Date County City Crude Amount Dollars Company
 7/8/12  Fond du Lac
North Fond du Lac
 1 liquid gallon
 $5,901  WI Central LTD
 7/23/12  Portage Columbia
 10 liquid gallons
 $4,000  SOO Line
 2/26/13  Portage Columbia
 20 liquid gallons
 $3,000  CP
 5/12/13  Portage Columbia
 5 liquid gallons  $4,000  SOO Line
 7/14/13  Portage Columbia  1 liquid gallon  $2,000  SOO Line
 1/13/14  Grant Cassville
 2 liquid gallons  $3,704  BNSF
 2/3/14  Portage Columbia
 7,500 liquid gallons  $2,500  SOO Line
 2/14/14  La Crosse
La Crosse
 2 liquid gallons  $0  BNSF


"It's just the law of averages," Jeff Plale said, the Wisconsin railroads commissioner. "Anytime you have more trains on the system, the possibilities of something going wrong increases."

In response the U.S. Department of Transportation recently fast-tracked an emergency order nationwide, requiring all railroads transporting large amounts of Bakken crude, more than a million gallons, to notify state officials. The railroads didn't want this information public, but state emergency managers thought otherwise.

"We really felt it was important for the public to know this information," Tod Prichard said, a spokesperson with Wisconsin Emergency Management.

Through open records laws, Action 2 News obtained that data. It shows in 18 Wisconsin counties, large amounts of Bakken crude moves through the state every day via two major railroads, BNSF and Canadian Pacific.

BNSF Railroad     Canadian Pacific Railroad
County Avg. trains
per week
  County Avg. trains
per week
   Columbia  4
   Dodge  4
 Grant  36
   Jefferson  4
 La Crosse
   Juneau  4
 Pepin  39
 Pierce  39
   La Crosse
 Trempealeau  39
   Milwaukee  4
 Vernon  37
   Monroe  4
       Racine  4
       Sauk  4
       Waukesha  4

Train companies cited homeland security concerns in wanting to keep this information private.

"We felt it was general enough information that it was not a security risk, and it was very important the public know what is going on," Prichard said. "Some information is better than no information, and really before we were getting no information."

According to that data the railroads provided to state emergency leaders, large amounts of Bakken crude aren't yet moving through Northeast Wisconsin. But emergency responders say it could.

"We need to be prepared to deliver these critical services to our residents," Mike Sipin said, assistant fire chief for Neenah-Menasha.

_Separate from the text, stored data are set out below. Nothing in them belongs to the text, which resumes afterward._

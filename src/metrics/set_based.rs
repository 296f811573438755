//! Set-based metrics computed per instance and averaged over instances.
//!
//! An instance whose truth row is entirely missing takes no part in the
//! average. The comparisons here use plain value equality, so the
//! exact-match and Hamming family also serve multi-target class vectors.

use crate::core::types::LabelValue;
use crate::metrics::confusion::ConfusionCounts;
use crate::metrics::{is_observed, mean_of_defined};
use ndarray::{ArrayView1, ArrayView2, Axis};

fn per_instance<F>(truth: ArrayView2<'_, LabelValue>, predicted: ArrayView2<'_, LabelValue>, f: F) -> f64
where
    F: Fn(ArrayView1<'_, LabelValue>, ArrayView1<'_, LabelValue>) -> f64,
{
    mean_of_defined(
        truth
            .axis_iter(Axis(0))
            .zip(predicted.axis_iter(Axis(0)))
            .map(|(y, p)| f(y, p)),
    )
}

/// Supervised positions of one instance as `(truth, predicted)` pairs.
///
/// Both views share one lifetime, so callers pass fresh reborrows.
fn observed_pairs<'a>(
    truth: ArrayView1<'a, LabelValue>,
    predicted: ArrayView1<'a, LabelValue>,
) -> impl Iterator<Item = (LabelValue, LabelValue)> + 'a {
    truth
        .into_iter()
        .zip(predicted)
        .filter(|&(&y, _)| is_observed(y))
        .map(|(&y, &p)| (y, p))
}

/// 0/1 loss of one instance; NaN when nothing is supervised.
pub fn zero_one_loss_instance(truth: ArrayView1<'_, LabelValue>, predicted: ArrayView1<'_, LabelValue>) -> f64 {
    let mut observed = 0usize;
    let mut any_mismatch = false;
    for (y, p) in observed_pairs(truth.view(), predicted.view()) {
        observed += 1;
        any_mismatch |= y != p;
    }
    match (observed, any_mismatch) {
        (0, _) => f64::NAN,
        (_, true) => 1.0,
        (_, false) => 0.0,
    }
}

/// Calculate 0/1 loss.
pub fn zero_one_loss(truth: ArrayView2<'_, LabelValue>, predicted: ArrayView2<'_, LabelValue>) -> f64 {
    per_instance(truth, predicted, zero_one_loss_instance)
}

/// Calculate exact match, the complement of 0/1 loss.
pub fn exact_match(truth: ArrayView2<'_, LabelValue>, predicted: ArrayView2<'_, LabelValue>) -> f64 {
    1.0 - zero_one_loss(truth, predicted)
}

/// Hamming loss of one instance; NaN when nothing is supervised.
pub fn hamming_loss_instance(truth: ArrayView1<'_, LabelValue>, predicted: ArrayView1<'_, LabelValue>) -> f64 {
    let (observed, mismatched) = observed_pairs(truth.view(), predicted.view())
        .fold((0usize, 0usize), |(n, m), (y, p)| (n + 1, m + usize::from(y != p)));
    if observed == 0 {
        f64::NAN
    } else {
        mismatched as f64 / observed as f64
    }
}

/// Calculate Hamming loss.
pub fn hamming_loss(truth: ArrayView2<'_, LabelValue>, predicted: ArrayView2<'_, LabelValue>) -> f64 {
    per_instance(truth, predicted, hamming_loss_instance)
}

/// Calculate Hamming score, the complement of Hamming loss.
pub fn hamming_score(truth: ArrayView2<'_, LabelValue>, predicted: ArrayView2<'_, LabelValue>) -> f64 {
    1.0 - hamming_loss(truth, predicted)
}

/// Fraction of correct supervised entries per label column.
pub fn hamming_score_per_label(truth: ArrayView2<'_, LabelValue>, predicted: ArrayView2<'_, LabelValue>) -> Vec<f64> {
    truth
        .axis_iter(Axis(1))
        .zip(predicted.axis_iter(Axis(1)))
        .map(|(y, p)| 1.0 - hamming_loss_instance(y, p))
        .collect()
}

/// Jaccard index of one instance. Two empty label sets agree vacuously.
pub fn jaccard_index_instance(truth: ArrayView1<'_, LabelValue>, predicted: ArrayView1<'_, LabelValue>) -> f64 {
    let mut observed = 0usize;
    let mut intersection = 0usize;
    let mut union = 0usize;
    for (y, p) in observed_pairs(truth.view(), predicted.view()) {
        observed += 1;
        let (y, p) = (y == 1, p == 1);
        intersection += usize::from(y && p);
        union += usize::from(y || p);
    }
    if observed == 0 {
        f64::NAN
    } else if union == 0 {
        1.0
    } else {
        intersection as f64 / union as f64
    }
}

/// Calculate the Jaccard index (multi-label accuracy).
pub fn jaccard_index(truth: ArrayView2<'_, LabelValue>, predicted: ArrayView2<'_, LabelValue>) -> f64 {
    per_instance(truth, predicted, jaccard_index_instance)
}

/// Calculate the Jaccard distance.
pub fn jaccard_distance(truth: ArrayView2<'_, LabelValue>, predicted: ArrayView2<'_, LabelValue>) -> f64 {
    1.0 - jaccard_index(truth, predicted)
}

/// Harmonic mean of the accuracies on the negative and positive labels of
/// one instance. NaN unless both groups are present.
pub fn harmonic_accuracy_instance(truth: ArrayView1<'_, LabelValue>, predicted: ArrayView1<'_, LabelValue>) -> f64 {
    let counts = ConfusionCounts::from_views(truth, predicted);
    let negatives = counts.tn + counts.fp;
    let positives = counts.tp + counts.fn_;
    if negatives == 0 || positives == 0 {
        return f64::NAN;
    }
    let acc0 = counts.tn as f64 / negatives as f64;
    let acc1 = counts.tp as f64 / positives as f64;
    if acc0 + acc1 == 0.0 {
        0.0
    } else {
        2.0 * acc0 * acc1 / (acc0 + acc1)
    }
}

/// Calculate harmonic accuracy, averaged over instances where it is defined.
pub fn harmonic_accuracy(truth: ArrayView2<'_, LabelValue>, predicted: ArrayView2<'_, LabelValue>) -> f64 {
    per_instance(truth, predicted, harmonic_accuracy_instance)
}

/// Calculate F1 averaged over instances.
pub fn f1_macro_by_instance(truth: ArrayView2<'_, LabelValue>, predicted: ArrayView2<'_, LabelValue>) -> f64 {
    per_instance(truth, predicted, |y, p| ConfusionCounts::from_views(y, p).f1())
}
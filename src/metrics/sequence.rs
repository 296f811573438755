//! Edit distance between truth and predicted label vectors.

use crate::core::types::LabelValue;
use crate::metrics::{is_observed, mean_of_defined};
use ndarray::{ArrayView2, Axis};

/// Levenshtein distance with unit insertion, deletion and substitution
/// costs. Uses two rolling rows sized by the shorter sequence.
///
/// ```rust
/// use multilabel_eval::metrics::sequence::levenshtein;
///
/// assert_eq!(levenshtein(b"kitten", b"sitting"), 3);
/// assert_eq!(levenshtein::<u8>(&[], b"abc"), 3);
/// ```
pub fn levenshtein<T: PartialEq>(a: &[T], b: &[T]) -> usize {
    let (long, short) = if a.len() >= b.len() { (a, b) } else { (b, a) };
    let mut previous: Vec<usize> = (0..=short.len()).collect();
    let mut current = vec![0usize; short.len() + 1];

    for (i, x) in long.iter().enumerate() {
        current[0] = i + 1;
        for (j, y) in short.iter().enumerate() {
            let substitution = previous[j] + usize::from(x != y);
            let deletion = previous[j + 1] + 1;
            let insertion = current[j] + 1;
            current[j + 1] = substitution.min(deletion).min(insertion);
        }
        std::mem::swap(&mut previous, &mut current);
    }
    previous[short.len()]
}

/// Calculate the normalized Levenshtein distance averaged over instances.
///
/// Unsupervised positions are removed from both vectors and each distance is
/// divided by the number of remaining positions.
pub fn levenshtein_distance(truth: ArrayView2<'_, LabelValue>, predicted: ArrayView2<'_, LabelValue>) -> f64 {
    mean_of_defined(truth.axis_iter(Axis(0)).zip(predicted.axis_iter(Axis(0))).map(|(y, p)| {
        let (y, p): (Vec<LabelValue>, Vec<LabelValue>) = y
            .iter()
            .zip(p.iter())
            .filter(|&(&t, _)| is_observed(t))
            .map(|(&t, &q)| (t, q))
            .unzip();
        if y.is_empty() {
            f64::NAN
        } else {
            levenshtein(&y, &p) as f64 / y.len() as f64
        }
    }))
}

#[cfg(test)]
mod tests {
    use super::*;
    use approx::assert_abs_diff_eq;
    use ndarray::array;

    #[test]
    fn test_levenshtein() {
        assert_eq!(levenshtein(&[1, 2, 3], &[1, 2, 3]), 0);
        assert_eq!(levenshtein(&[1, 2, 3], &[1, 3]), 1);
        assert_eq!(levenshtein(&[0, 1, 0, 1], &[1, 0, 1, 0]), 2);
        assert_eq!(levenshtein(&[5, 5], &[6, 7, 8]), 3);
        assert_eq!(levenshtein::<i32>(&[], &[]), 0);
    }

    #[test]
    fn test_symmetric() {
        let a = [3, 1, 4, 1, 5, 9, 2, 6];
        let b = [2, 7, 1, 8, 2, 8];
        assert_eq!(levenshtein(&a, &b), levenshtein(&b, &a));
    }

    #[test]
    fn test_normalized_distance() {
        let truth = array![[0, 1, 0, 1], [2, 2, 1, 0]];
        let predicted = array![[1, 0, 1, 0], [2, 2, 1, 0]];
        assert_abs_diff_eq!(levenshtein_distance(truth.view(), predicted.view()), 0.25, epsilon = 1e-12);
    }

    #[test]
    fn test_missing_positions() {
        let truth = array![[1, -1, 0], [-1, -1, -1]];
        let predicted = array![[1, 1, 0], [0, 0, 0]];
        assert_eq!(levenshtein_distance(truth.view(), predicted.view()), 0.0);

        let all_missing = array![[-1, -1]];
        let any = array![[0, 1]];
        assert!(levenshtein_distance(all_missing.view(), any.view()).is_nan());
    }
}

Sipin said the crude oil transported through the Fox Valley is coming from Canada, similar to the Bakken region. Recently he led emergency responders in a simulated exercise centered around a train derailment and explosion.

"Just reading some of the accounts of what happened in Quebec last year," he said. "It certainly sounded like they were completely unprepared for something like this."

Railroads like Canadian National are training first responders as well. A training tanker truck recently spent several weeks in Wausau and Green Bay training hundreds of local responders on a wide-array of potential incidents.

The railroad is also sending more than a dozen Wisconsin responders to Colorado this fall for specific training on crude oil response.

"It's good to get that training and work alongside them," Fenske said, who was one of the responders chosen to go.

Despite the concern, federal data shows railroads consistently spill less crude than other means of transportation.

Yet the isolated incidents, with catastrophic damage, have Wisconsin responders constantly thinking what-if.